Work task:
Work through the data below and give the number of lines holding "EventKind", nothing more.

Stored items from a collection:
━━━

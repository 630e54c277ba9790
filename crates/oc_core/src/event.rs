//! Play-by-play data model.
//!
//! A game log is a flat table of [`PlayEvent`] rows in chronological order.
//! Every row carries a full snapshot of both five-man lineups at the moment
//! the event happened, which turns the on/off-court question into a plain
//! membership test instead of a stateful substitution replay.

use std::fmt;
use std::str::FromStr;

use serde::{Deserialize, Serialize};

use crate::error::AnalysisError;

/// Number of players a side has on the floor at any moment.
pub const LINEUP_SIZE: usize = 5;

/// Which bench a player belongs to within a single game.
#[derive(Debug, Clone, Copy, Serialize, Deserialize, PartialEq, Eq, Hash)]
#[serde(rename_all = "lowercase")]
pub enum Side {
    Home,
    Away,
}

impl FromStr for Side {
    type Err = AnalysisError;

    /// Case-insensitive parse of a side selector. Anything other than
    /// `home`/`away` fails fast instead of being coerced to one side.
    fn from_str(s: &str) -> Result<Self, Self::Err> {
        match s.trim().to_ascii_lowercase().as_str() {
            "home" => Ok(Side::Home),
            "away" => Ok(Side::Away),
            _ => Err(AnalysisError::InvalidSide(s.trim().to_string())),
        }
    }
}

impl fmt::Display for Side {
    fn fmt(&self, f: &mut fmt::Formatter<'_>) -> fmt::Result {
        match self {
            Side::Home => write!(f, "home"),
            Side::Away => write!(f, "away"),
        }
    }
}

/// Coarse classification of a play-by-play row.
///
/// Only field goal attempts feed the efficiency numbers; every other row
/// matters solely through the lineup snapshot it carries.
#[derive(Debug, Clone, Copy, Serialize, Deserialize, PartialEq, Eq, Hash)]
#[serde(rename_all = "snake_case")]
pub enum EventKind {
    /// Made field goal.
    Shot,
    /// Missed field goal.
    Miss,
    /// Free throw, made or missed. Never an eFG% attempt.
    FreeThrow,
    /// Rebound, turnover, foul, timeout, anything else.
    Other,
}

impl EventKind {
    /// Parse a raw `event_type` label. Unrecognized labels fold into
    /// [`EventKind::Other`] so exotic rows still contribute their lineup
    /// snapshots to the partitions.
    pub fn from_label(label: &str) -> Self {
        match label.trim().to_ascii_lowercase().as_str() {
            "shot" => EventKind::Shot,
            "miss" => EventKind::Miss,
            "free throw" | "free_throw" | "freethrow" => EventKind::FreeThrow,
            _ => EventKind::Other,
        }
    }

    /// Whether this row is a made or missed field goal.
    pub fn is_field_goal_attempt(self) -> bool {
        matches!(self, EventKind::Shot | EventKind::Miss)
    }
}

/// The five players a side had on the floor when an event happened.
///
/// Slot order follows the source columns and carries no meaning; only
/// membership does.
#[derive(Debug, Clone, Serialize, Deserialize, PartialEq, Eq)]
pub struct Lineup([String; LINEUP_SIZE]);

impl Lineup {
    pub fn new(players: [String; LINEUP_SIZE]) -> Self {
        Lineup(players)
    }

    /// Membership test against the five slots.
    pub fn contains(&self, player: &str) -> bool {
        self.0.iter().any(|slot| slot == player)
    }

    /// The slot values in column order.
    pub fn players(&self) -> &[String; LINEUP_SIZE] {
        &self.0
    }
}

impl From<[&str; LINEUP_SIZE]> for Lineup {
    fn from(players: [&str; LINEUP_SIZE]) -> Self {
        Lineup(players.map(String::from))
    }
}

/// One row of the play-by-play table.
#[derive(Debug, Clone, Serialize, Deserialize, PartialEq, Eq)]
pub struct PlayEvent {
    /// Abbreviation of the team the event is credited to (e.g. `"DAL"`).
    pub team: String,
    #[serde(rename = "event_type")]
    pub kind: EventKind,
    /// Player the event is credited to. Empty for rows without a single
    /// actor (team rebounds, timeouts).
    pub player: String,
    /// Point value of the attempt: 2 or 3 for field goals, 1 for free
    /// throws, 0 when the source column is empty.
    pub points: u8,
    /// Home five on the floor when the event happened.
    pub home_lineup: Lineup,
    /// Away five on the floor when the event happened.
    pub away_lineup: Lineup,
}

impl PlayEvent {
    /// Lineup snapshot for the requested side.
    pub fn lineup(&self, side: Side) -> &Lineup {
        match side {
            Side::Home => &self.home_lineup,
            Side::Away => &self.away_lineup,
        }
    }

    pub fn is_field_goal_attempt(&self) -> bool {
        self.kind.is_field_goal_attempt()
    }

    /// Whether the attempt was from three-point range.
    pub fn is_three_pointer(&self) -> bool {
        self.points == 3
    }
}

/// A full game's play-by-play in chronological order.
///
/// Immutable after construction; every analysis borrows from it and derived
/// structures never write back.
#[derive(Debug, Clone, Default, Serialize, Deserialize, PartialEq, Eq)]
pub struct GameLog {
    events: Vec<PlayEvent>,
}

impl GameLog {
    pub fn new(events: Vec<PlayEvent>) -> Self {
        GameLog { events }
    }

    pub fn events(&self) -> &[PlayEvent] {
        &self.events
    }

    pub fn len(&self) -> usize {
        self.events.len()
    }

    pub fn is_empty(&self) -> bool {
        self.events.is_empty()
    }

    /// Whether any row is credited to `team`.
    pub fn has_team(&self, team: &str) -> bool {
        self.events.iter().any(|event| event.team == team)
    }

    /// Distinct team abbreviations in first-appearance order.
    pub fn teams(&self) -> Vec<&str> {
        let mut teams: Vec<&str> = Vec::new();
        for event in &self.events {
            if !event.team.is_empty() && !teams.contains(&event.team.as_str()) {
                teams.push(&event.team);
            }
        }
        teams
    }
}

━━━

Exercise response:
9